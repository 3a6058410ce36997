use std::time::Duration;

use serde::{Deserialize, Serialize};

use super::identity::IdentityKey;

/// Period used when `pollingInterval` is absent or not an integer.
pub const DEFAULT_POLLING_INTERVAL_MS: i64 = 5000;

const DEFAULT_MANUFACTURER: &str = "Default-Manufacturer";
const DEFAULT_MODEL: &str = "Default-Model";
const DEFAULT_SERIAL: &str = "Default-Serial";
const DEFAULT_FIRMWARE_REVISION: &str = "1.0.0";

/// A router the user asked satwatch to watch.
///
/// Field names follow the inbound configuration schema (camelCase).
#[derive(Debug, Clone, PartialEq, Eq, Serialize, Deserialize)]
#[serde(rename_all = "camelCase")]
pub struct DeviceConfig {
    pub name: String,
    pub homepage_url: String,
    #[serde(default, skip_serializing_if = "Option::is_none")]
    pub manufacturer: Option<String>,
    #[serde(default, skip_serializing_if = "Option::is_none")]
    pub model: Option<String>,
    #[serde(default, skip_serializing_if = "Option::is_none")]
    pub serial: Option<String>,
    #[serde(default, skip_serializing_if = "Option::is_none")]
    pub firmware_revision: Option<String>,
    /// Milliseconds between polls, in string form as configured.
    #[serde(default, skip_serializing_if = "Option::is_none")]
    pub polling_interval: Option<String>,
}

impl DeviceConfig {
    pub fn new(name: impl Into<String>, homepage_url: impl Into<String>) -> Self {
        Self {
            name: name.into(),
            homepage_url: homepage_url.into(),
            manufacturer: None,
            model: None,
            serial: None,
            firmware_revision: None,
            polling_interval: None,
        }
    }

    pub fn with_polling_interval(mut self, interval: impl Into<String>) -> Self {
        self.polling_interval = Some(interval.into());
        self
    }

    pub fn identity_key(&self) -> IdentityKey {
        IdentityKey::for_homepage_url(&self.homepage_url)
    }

    /// The configured interval, or [`DEFAULT_POLLING_INTERVAL_MS`] when
    /// absent or unparseable. Zero and negative values pass through.
    pub fn polling_interval_ms(&self) -> i64 {
        self.polling_interval
            .as_deref()
            .and_then(|raw| raw.trim().parse::<i64>().ok())
            .unwrap_or(DEFAULT_POLLING_INTERVAL_MS)
    }

    /// Timer period for this device. A tokio interval cannot tick at zero,
    /// so non-positive values are floored to one millisecond.
    pub fn polling_period(&self) -> Duration {
        u64::try_from(self.polling_interval_ms())
            .ok()
            .filter(|ms| *ms > 0)
            .map_or(Duration::from_millis(1), Duration::from_millis)
    }

    /// Metadata pushed to the accessory, with defaults filled in.
    pub fn static_metadata(&self) -> StaticMetadata {
        StaticMetadata {
            manufacturer: self
                .manufacturer
                .clone()
                .unwrap_or_else(|| DEFAULT_MANUFACTURER.into()),
            model: self.model.clone().unwrap_or_else(|| DEFAULT_MODEL.into()),
            serial: self.serial.clone().unwrap_or_else(|| DEFAULT_SERIAL.into()),
            firmware_revision: self
                .firmware_revision
                .clone()
                .unwrap_or_else(|| DEFAULT_FIRMWARE_REVISION.into()),
        }
    }
}

/// Accessory information re-applied on every reconciliation.
#[derive(Debug, Clone, PartialEq, Eq, Serialize, Deserialize)]
#[serde(rename_all = "camelCase")]
pub struct StaticMetadata {
    pub manufacturer: String,
    pub model: String,
    pub serial: String,
    pub firmware_revision: String,
}
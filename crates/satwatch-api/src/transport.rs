// Transport configuration for building the probe's reqwest::Client.
//
// Routers ship self-signed certificates, so the probe never validates
// TLS trust: a completed handshake counts as reachable.

use std::time::Duration;

use crate::error::Error;

pub const DEFAULT_TIMEOUT: Duration = Duration::from_secs(10);
pub const DEFAULT_USER_AGENT: &str = concat!("satwatch/", env!("CARGO_PKG_VERSION"));

/// Shared transport configuration for building HTTP clients.
#[derive(Debug, Clone)]
pub struct TransportConfig {
    /// Upper bound on a single probe, connect through response headers.
    pub timeout: Duration,
    pub user_agent: String,
}

impl Default for TransportConfig {
    fn default() -> Self {
        Self {
            timeout: DEFAULT_TIMEOUT,
            user_agent: DEFAULT_USER_AGENT.to_owned(),
        }
    }
}

impl TransportConfig {
    pub fn with_timeout(mut self, timeout: Duration) -> Self {
        self.timeout = timeout;
        self
    }

    /// Build a `reqwest::Client` from this config.
    ///
    /// Certificate verification (trust and hostname) is disabled; redirects follow
    /// reqwest's default policy.
    pub fn build_client(&self) -> Result<reqwest::Client, Error> {
        reqwest::Client::builder()
            .timeout(self.timeout)
            .connect_timeout(self.timeout)
            .user_agent(self.user_agent.as_str())
            .danger_accept_invalid_certs(true)
            .build()
            .map_err(|e| Error::Client(e.to_string()))
    }
}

▸ What you will do
Find how many lines in the entries include the string "building", and state only the number.

▸ Task answer
2